Exercise prompt: An exact reproduction of all entries is expected.

[Material shown Boundary: Start]

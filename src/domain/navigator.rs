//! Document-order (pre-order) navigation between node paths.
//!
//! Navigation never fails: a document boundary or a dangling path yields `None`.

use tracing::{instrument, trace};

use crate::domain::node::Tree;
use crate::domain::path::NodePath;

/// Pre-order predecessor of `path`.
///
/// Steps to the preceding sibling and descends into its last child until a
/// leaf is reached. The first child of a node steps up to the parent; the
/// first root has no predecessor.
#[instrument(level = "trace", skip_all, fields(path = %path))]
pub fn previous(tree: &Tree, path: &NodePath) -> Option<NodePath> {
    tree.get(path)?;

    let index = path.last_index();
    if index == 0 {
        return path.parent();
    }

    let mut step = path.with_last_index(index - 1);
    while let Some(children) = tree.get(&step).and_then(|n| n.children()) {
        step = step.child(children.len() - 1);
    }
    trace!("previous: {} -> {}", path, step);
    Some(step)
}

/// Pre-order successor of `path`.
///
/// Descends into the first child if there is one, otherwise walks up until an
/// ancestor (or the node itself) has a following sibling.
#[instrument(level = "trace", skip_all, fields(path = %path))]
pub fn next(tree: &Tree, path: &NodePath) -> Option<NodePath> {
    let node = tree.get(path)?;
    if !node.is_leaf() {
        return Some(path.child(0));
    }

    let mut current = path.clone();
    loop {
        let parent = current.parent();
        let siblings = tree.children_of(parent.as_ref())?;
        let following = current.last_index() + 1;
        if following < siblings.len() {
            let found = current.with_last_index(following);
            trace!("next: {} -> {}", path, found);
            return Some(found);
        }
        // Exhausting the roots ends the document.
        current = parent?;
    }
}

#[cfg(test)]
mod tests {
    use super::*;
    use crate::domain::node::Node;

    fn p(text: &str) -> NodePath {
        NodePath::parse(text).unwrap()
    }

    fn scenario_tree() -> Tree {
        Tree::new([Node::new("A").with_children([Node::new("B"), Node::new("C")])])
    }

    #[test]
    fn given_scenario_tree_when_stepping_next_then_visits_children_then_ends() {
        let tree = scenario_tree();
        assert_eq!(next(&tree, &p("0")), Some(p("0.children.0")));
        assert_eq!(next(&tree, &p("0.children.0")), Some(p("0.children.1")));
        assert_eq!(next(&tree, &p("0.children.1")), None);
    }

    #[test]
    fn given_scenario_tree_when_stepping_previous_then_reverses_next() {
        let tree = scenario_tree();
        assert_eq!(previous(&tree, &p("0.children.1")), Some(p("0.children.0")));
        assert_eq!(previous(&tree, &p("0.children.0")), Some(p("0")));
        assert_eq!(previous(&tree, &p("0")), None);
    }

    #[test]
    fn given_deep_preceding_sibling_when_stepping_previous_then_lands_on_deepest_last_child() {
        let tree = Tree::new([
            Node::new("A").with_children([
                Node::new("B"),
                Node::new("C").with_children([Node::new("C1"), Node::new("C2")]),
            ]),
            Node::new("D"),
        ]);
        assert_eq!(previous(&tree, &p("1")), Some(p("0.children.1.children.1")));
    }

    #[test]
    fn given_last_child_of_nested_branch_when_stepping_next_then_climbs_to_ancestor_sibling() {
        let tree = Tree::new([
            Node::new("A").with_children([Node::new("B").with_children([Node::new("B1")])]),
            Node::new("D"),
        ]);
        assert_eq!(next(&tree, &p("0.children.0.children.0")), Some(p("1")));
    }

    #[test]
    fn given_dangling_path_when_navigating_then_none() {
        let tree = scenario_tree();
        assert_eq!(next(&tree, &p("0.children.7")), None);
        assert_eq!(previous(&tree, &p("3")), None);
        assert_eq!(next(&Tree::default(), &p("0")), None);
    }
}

[Material shown Boundary: End]

Response to the exercise:
filename src/domain/navigator.rs
//! Document-order (pre-order) navigation between node paths.
//!
//! Navigation never fails: a document boundary or a dangling path yields `None`.

use tracing::{instrument, trace};

use crate::domain::node::Tree;
use crate::domain::path::NodePath;

/// Pre-order predecessor of `path`.
///
/// Steps to the preceding sibling and descends into its last child until a
/// leaf is reached. The first child of a node steps up to the parent; the
/// first root has no predecessor.
#[instrument(level = "trace", skip_all, fields(path = %path))]
pub fn previous(tree: &Tree, path: &NodePath) -> Option<NodePath> {
    tree.get(path)?;

    let index = path.last_index();
    if index == 0 {
        return path.parent();
    }

    let mut step = path.with_last_index(index - 1);
    while let Some(children) = tree.get(&step).and_then(|n| n.children()) {
        step = step.child(children.len() - 1);
    }
    trace!("previous: {} -> {}", path, step);
    Some(step)
}

/// Pre-order successor of `path`.
///
/// Descends into the first child if there is one, otherwise walks up until an
/// ancestor (or the node itself) has a following sibling.
#[instrument(level = "trace", skip_all, fields(path = %path))]
pub fn next(tree: &Tree, path: &NodePath) -> Option<NodePath> {
    let node = tree.get(path)?;
    if !node.is_leaf() {
        return Some(path.child(0));
    }

    let mut current = path.clone();
    loop {
        let parent = current.parent();
        let siblings = tree.children_of(parent.as_ref())?;
        let following = current.last_index() + 1;
        if following < siblings.len() {
            let found = current.with_last_index(following);
            trace!("next: {} -> {}", path, found);
            return Some(found);
        }
        // Exhausting the roots ends the document.
        current = parent?;
    }
}

#[cfg(test)]
mod tests {
    use super::*;
    use crate::domain::node::Node;

    fn p(text: &str) -> NodePath {
        NodePath::parse(text).unwrap()
    }

    fn scenario_tree() -> Tree {
        Tree::new([Node::new("A").with_children([Node::new("B"), Node::new("C")])])
    }

    #[test]
    fn given_scenario_tree_when_stepping_next_then_visits_children_then_ends() {
        let tree = scenario_tree();
        assert_eq!(next(&tree, &p("0")), Some(p("0.children.0")));
        assert_eq!(next(&tree, &p("0.children.0")), Some(p("0.children.1")));
        assert_eq!(next(&tree, &p("0.children.1")), None);
    }

    #[test]
    fn given_scenario_tree_when_stepping_previous_then_reverses_next() {
        let tree = scenario_tree();
        assert_eq!(previous(&tree, &p("0.children.1")), Some(p("0.children.0")));
        assert_eq!(previous(&tree, &p("0.children.0")), Some(p("0")));
        assert_eq!(previous(&tree, &p("0")), None);
    }

    #[test]
    fn given_deep_preceding_sibling_when_stepping_previous_then_lands_on_deepest_last_child() {
        let tree = Tree::new([
            Node::new("A").with_children([
                Node::new("B"),
                Node::new("C").with_children([Node::new("C1"), Node::new("C2")]),
            ]),
            Node::new("D"),
        ]);
        assert_eq!(previous(&tree, &p("1")), Some(p("0.children.1.children.1")));
    }

    #[test]
    fn given_last_child_of_nested_branch_when_stepping_next_then_climbs_to_ancestor_sibling() {
        let tree = Tree::new([
            Node::new("A").with_children([Node::new("B").with_children([Node::new("B1")])]),
            Node::new("D"),
        ]);
        assert_eq!(next(&tree, &p("0.children.0.children.0")), Some(p("1")));
    }

    #[test]
    fn given_dangling_path_when_navigating_then_none() {
        let tree = scenario_tree();
        assert_eq!(next(&tree, &p("0.children.7")), None);
        assert_eq!(previous(&tree, &p("3")), None);
        assert_eq!(next(&Tree::default(), &p("0")), None);
    }
}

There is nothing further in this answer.